## WHAT IS BEING ASKED
In the entries below, every line that contains "anyhow" must be located and copied.

## Stored items
==*==
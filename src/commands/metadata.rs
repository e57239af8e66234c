use crate::cli::commands::TargetArgs;
use anyhow::{Context, Result};
use colored::Colorize;
use log::info;
use odata_metadata_sync::config::Config;
use odata_metadata_sync::metadata::{fingerprint_document, fingerprint_schema};
use odata_metadata_sync::{
    Coordinates, Credentials, MetadataClient, analyze_bytes, detect_version, parse_metadata,
};
use std::fs;
use std::path::{Path, PathBuf};

fn resolve_target(config: &Config, target: &TargetArgs) -> Result<Coordinates> {
    if let Some(name) = &target.service {
        return config.service_coordinates(name);
    }
    match (&target.base_url, &target.service_name, &target.url) {
        (Some(base_url), Some(service_name), _) => {
            Ok(Coordinates::service(base_url.clone(), service_name.clone()))
        }
        (_, _, Some(url)) => Ok(Coordinates::url(url.clone())),
        _ => anyhow::bail!("Specify --service, --base-url with --service-name, or --url"),
    }
}

pub fn read_document(path: &Path) -> Result<String> {
    fs::read_to_string(path).with_context(|| format!("Failed to read metadata file: {:?}", path))
}

/// Fetch a $metadata document and print or save it
pub async fn fetch_command(target: TargetArgs, output: Option<PathBuf>, normalized: bool) -> Result<()> {
    let config = Config::load()?;
    let coordinates = resolve_target(&config, &target)?;

    let credentials = Credentials::from_env();
    if credentials.is_none() {
        info!("No credentials in environment, fetching unauthenticated");
    }

    let client = MetadataClient::new(&config.fetch, credentials)
        .context("Failed to build HTTP client")?;
    let raw = client.fetch_metadata(&coordinates).await?;

    // Raw documents are written byte for byte so stored fingerprints stay valid
    let rendered = if normalized {
        let snapshot = analyze_bytes(&raw.bytes)?;
        serde_json::to_string_pretty(&snapshot.schema)?.into_bytes()
    } else {
        raw.bytes
    };

    match output {
        Some(path) => {
            fs::write(&path, &rendered)
                .with_context(|| format!("Failed to write output file: {:?}", path))?;
            println!("{} Saved metadata from {} to {:?}", "✓".green(), raw.url, path);
        }
        None => println!("{}", String::from_utf8_lossy(&rendered)),
    }

    Ok(())
}

pub fn parse_command(path: &Path, pretty: bool) -> Result<()> {
    let raw = read_document(path)?;
    let schema = parse_metadata(&raw)?;

    let json = if pretty {
        serde_json::to_string_pretty(&schema)?
    } else {
        serde_json::to_string(&schema)?
    };
    println!("{}", json);
    Ok(())
}

pub fn version_command(path: &Path) -> Result<()> {
    let raw = read_document(path)?;
    println!("{}", detect_version(&raw));
    Ok(())
}

pub fn fingerprint_command(path: &Path, normalized: bool) -> Result<()> {
    let raw = read_document(path)?;

    let fingerprint = if normalized {
        let schema = parse_metadata(&raw)?;
        fingerprint_schema(&schema).context("Failed to serialize normalized schema")?
    } else {
        fingerprint_document(&raw)
    };
    println!("{}", fingerprint);
    Ok(())
}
==*==
## YOUR RESPONSE
use anyhow::{Context, Result};
        _ => anyhow::bail!("Specify --service, --base-url with --service-name, or --url"),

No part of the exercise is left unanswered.